If that is the case, they are of NO use to the country.

eg, EM3 Streaming (now with the welcome change by the Education Ministry, the 'scribes' (reporters)are singing a different tune), Bus-Fare hikes, High Medical Costs; Sportsmen not allowed to continue training during NS days (they need not skip completely NS trg just like it was in the 70s and 80s with SAFSA); the problems of the Aged,the Handicapped, the mentally challenged and their needs; the problems faced by pensioners; the suicide rates; the high depression rate of students; the limitations of MediShield and why other Insurance schemes are more popular; the overdependence of Means Test used by the hospitals and its overwhelming paperwork; the rising income gap; the monopoly of the Telecom companies with no real competition; the high costs of Telecoms calls compared to China and India; the $10 Million EZ-link UNclaimed PUBLIC money that could have been channelled to Charitable causes ?; the 'half-hearted'/inadequate measures to encourage green cars with insufficient rebates - that will otherwise also HELP reduce our oil import bills and reduce our dependency on oil; part of the maid levy to be used as insurance, relief fund, etc,.... for the maids or in the event of accidents, tragedies befalling them; handicapped accessibility to bldgs and for transport/MRT (BELATEDLY retrofitted over the years at millions of dollars in cost - that could have been saved if these were included at the construction/design stage)......
are all issues FIRST brought up by the citizens in one form or another over the years.

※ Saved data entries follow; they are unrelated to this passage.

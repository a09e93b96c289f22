use std::process::ExitCode;

use category_etl::cli::{report_error, run_process_data};

fn main() -> ExitCode {
    match run_process_data(std::env::args_os().skip(1)) {
        Ok(_) => ExitCode::SUCCESS,
        Err(err) => {
            report_error(&err);
            ExitCode::from(err.exit_code())
        }
    }
}
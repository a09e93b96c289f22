/// Column name in a loaded or assembled table.
/// Examples: `id`, `message`, `original`, `genre`
pub type ColumnName = String;
/// Category label discovered from (or supplied for) the packed category field.
/// Examples: `related`, `request`, `aid_related`
pub type CategoryName = String;
/// Destination table name inside the SQLite store.
/// Example: `ETL_data`
pub type TableName = String;
/// Decoded category value for one token (nominally `0` or `1`).
pub type CategoryValue = i64;
/// Zero-based row position inside a table.
pub type RowIndex = usize;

Yet, do you find or remember any of these reporters taking the initiative to discuss these BEFORE the above (as examples) policies are reversed and changed for the better of the country ?

They ONLY write with gusto AFTER the policies/changes are implemented; and then they all appear to INSULT the intelligence of the readers (citizens) by their writings, as if the people were all in darkness of ignorance till the light is shone by these reporters or by the politicians. (who rehashed previous feedback from the public to appear as their own ideas).

I am happier with just TODAY and reading world news from the Internet.

The INTERNET IS NOW THE MAINSTREAM SOURCE OF NEWS, not our newspapers --- at least for many people these days.